The factory-farm exposé video — our contemporary horror flick — is a genre that's evolved from grainy handheld to sophisticated filmmaking. Now even corporations are getting in on the act, with the fast-food chain Chipotle releasing a digitally animated narrative video as a promo for an app game. Both are titled "The Scarecrow," and are designed to promote Chipotle's commitment to sustainable, even GMO-free food. As the company's website puts it:

bq. Processed food, animal confinement, and the use of synthetic growth hormones, non-therapeutic antibiotics, and toxic pesticides are rampant in our food supply. Educating people about alternatives is a journey for the Scarecrow, and it continues to be a journey for us.

The Scarecrow video — in which a scarecrow who works in a factory full of confined, injected livestock decides to rebel by growing and cooking his own food, then sharing it with others — quickly went viral.
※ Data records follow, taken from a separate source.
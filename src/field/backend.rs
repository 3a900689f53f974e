//! Noise backends: the `noise` crate generators and a hash-based fallback.
//!
//! `NoiseLayer::sample` is the only place that chooses between them.

use noise::core::worley::ReturnType;
use noise::{Fbm, MultiFractal, NoiseFn, OpenSimplex, Perlin, Worley};

use super::{NoiseKind, NoiseParams};
use crate::core::error::NoiseError;
use crate::math::hash::hash_unit;

/// Largest coordinate magnitude handed to the primary backend
pub const SAFE_COORDINATE: f64 = 1.0e6;

/// Upper bound on fractal octaves
pub const MAX_OCTAVES: u32 = 16;

/// A noise source producing values in approximately [-1, 1]
pub trait NoiseBackend {
    /// Sample at an already frequency-scaled point
    fn sample(&self, point: [f64; 3]) -> Result<f64, NoiseError>;
}

/// Generators from the `noise` crate, built once per layer
pub struct PrimaryBackend {
    source: Box<dyn NoiseFn<f64, 3>>,
}

impl PrimaryBackend {
    pub fn new(kind: NoiseKind, params: &NoiseParams, seed: u32) -> Self {
        let source: Box<dyn NoiseFn<f64, 3>> = match kind {
            NoiseKind::Gradient => Box::new(OpenSimplex::new(seed)),
            NoiseKind::Cellular => {
                Box::new(Worley::new(seed).set_return_type(ReturnType::Distance))
            }
            NoiseKind::Fractal => Box::new(
                Fbm::<Perlin>::new(seed)
                    .set_octaves(params.octaves.clamp(1, MAX_OCTAVES) as usize)
                    .set_frequency(1.0)
                    .set_lacunarity(params.lacunarity)
                    .set_persistence(params.persistence),
            ),
        };
        Self { source }
    }
}

impl NoiseBackend for PrimaryBackend {
    fn sample(&self, point: [f64; 3]) -> Result<f64, NoiseError> {
        if point.iter().any(|c| !c.is_finite()) {
            return Err(NoiseError::NonFiniteInput);
        }
        let magnitude = point.iter().fold(0.0f64, |m, c| m.max(c.abs()));
        if magnitude > SAFE_COORDINATE {
            return Err(NoiseError::OutOfRange(magnitude));
        }
        let value = self.source.get(point);
        if !value.is_finite() {
            return Err(NoiseError::NonFiniteOutput);
        }
        Ok(value.clamp(-1.0, 1.0))
    }
}

/// Cheap lattice-hash approximation of each noise kind. Never fails.
#[derive(Clone, Debug)]
pub struct FallbackBackend {
    kind: NoiseKind,
    params: NoiseParams,
    seed: u32,
}

impl FallbackBackend {
    pub fn new(kind: NoiseKind, params: &NoiseParams, seed: u32) -> Self {
        Self { kind, params: *params, seed }
    }

    /// Wrap arbitrary input into a range the lattice math handles
    fn sanitize(point: [f64; 3]) -> [f64; 3] {
        point.map(|c| if c.is_finite() { c.rem_euclid(65_536.0) } else { 0.0 })
    }

    fn value_noise(p: [f64; 3], seed: u32) -> f64 {
        let cell = p.map(|c| c.floor());
        let frac = [p[0] - cell[0], p[1] - cell[1], p[2] - cell[2]];
        let w = frac.map(|t| t * t * (3.0 - 2.0 * t));
        let (ix, iy, iz) = (cell[0] as i32, cell[1] as i32, cell[2] as i32);

        let corner = |dx: i32, dy: i32, dz: i32| hash_unit(ix + dx, iy + dy, iz + dz, seed) as f64;
        let lerp = |a: f64, b: f64, t: f64| a + (b - a) * t;

        let x00 = lerp(corner(0, 0, 0), corner(1, 0, 0), w[0]);
        let x10 = lerp(corner(0, 1, 0), corner(1, 1, 0), w[0]);
        let x01 = lerp(corner(0, 0, 1), corner(1, 0, 1), w[0]);
        let x11 = lerp(corner(0, 1, 1), corner(1, 1, 1), w[0]);
        let y0 = lerp(x00, x10, w[1]);
        let y1 = lerp(x01, x11, w[1]);
        lerp(y0, y1, w[2]) * 2.0 - 1.0
    }

    fn cellular(p: [f64; 3], seed: u32) -> f64 {
        let cell = p.map(|c| c.floor() as i32);
        let mut nearest = f64::MAX;
        for dz in -1..=1 {
            for dy in -1..=1 {
                for dx in -1..=1 {
                    let (cx, cy, cz) = (cell[0] + dx, cell[1] + dy, cell[2] + dz);
                    let fx = cx as f64 + hash_unit(cx, cy, cz, seed) as f64;
                    let fy = cy as f64 + hash_unit(cx, cy, cz, seed ^ 0x68bc_21eb) as f64;
                    let fz = cz as f64 + hash_unit(cx, cy, cz, seed ^ 0x02e5_be93) as f64;
                    let d = (fx - p[0]).powi(2) + (fy - p[1]).powi(2) + (fz - p[2]).powi(2);
                    nearest = nearest.min(d);
                }
            }
        }
        (nearest.sqrt() * 2.0 - 1.0).clamp(-1.0, 1.0)
    }
}

impl NoiseBackend for FallbackBackend {
    fn sample(&self, point: [f64; 3]) -> Result<f64, NoiseError> {
        let p = Self::sanitize(point);
        let value = match self.kind {
            NoiseKind::Gradient => Self::value_noise(p, self.seed),
            NoiseKind::Cellular => Self::cellular(p, self.seed),
            NoiseKind::Fractal => {
                let octaves = self.params.octaves.clamp(1, MAX_OCTAVES);
                let mut sum = 0.0;
                let mut amplitude = 1.0;
                let mut norm = 0.0;
                let mut q = p;
                for octave in 0..octaves {
                    sum += Self::value_noise(q, self.seed.wrapping_add(octave)) * amplitude;
                    norm += amplitude;
                    amplitude *= self.params.persistence;
                    q = Self::sanitize(q.map(|c| c * self.params.lacunarity));
                }
                if norm > 0.0 { sum / norm } else { 0.0 }
            }
        };
        Ok(value.clamp(-1.0, 1.0))
    }
}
As Gawker noted, "Chipotle has high hopes that 'The Scarecrow' will officially cement its status as a fast-food chain with a brain."

On NPR's food blog, The Salt, Eliza Barclay was a little more skeptical:

bq. Chipotle's gleaming, super-efficient stores and revenue of over $800 million are more Big Food than taco stand. (McDonald's was even an investor for a spell.) But the chain seems to want to show solidarity with the emerging class of entrepreneurial artisans making food from scratch. We're the good guys, fighting the bad guys, it whispers.

"The Scarecrow" is only the second video ad ever produced by Chipotle; the first, released in 2011, featured an animated Big Ag farmer seeing the error of his ways and returning to small-scale family farming. The real question, of course, is: Can Chipotle live up to the standards of its own videos?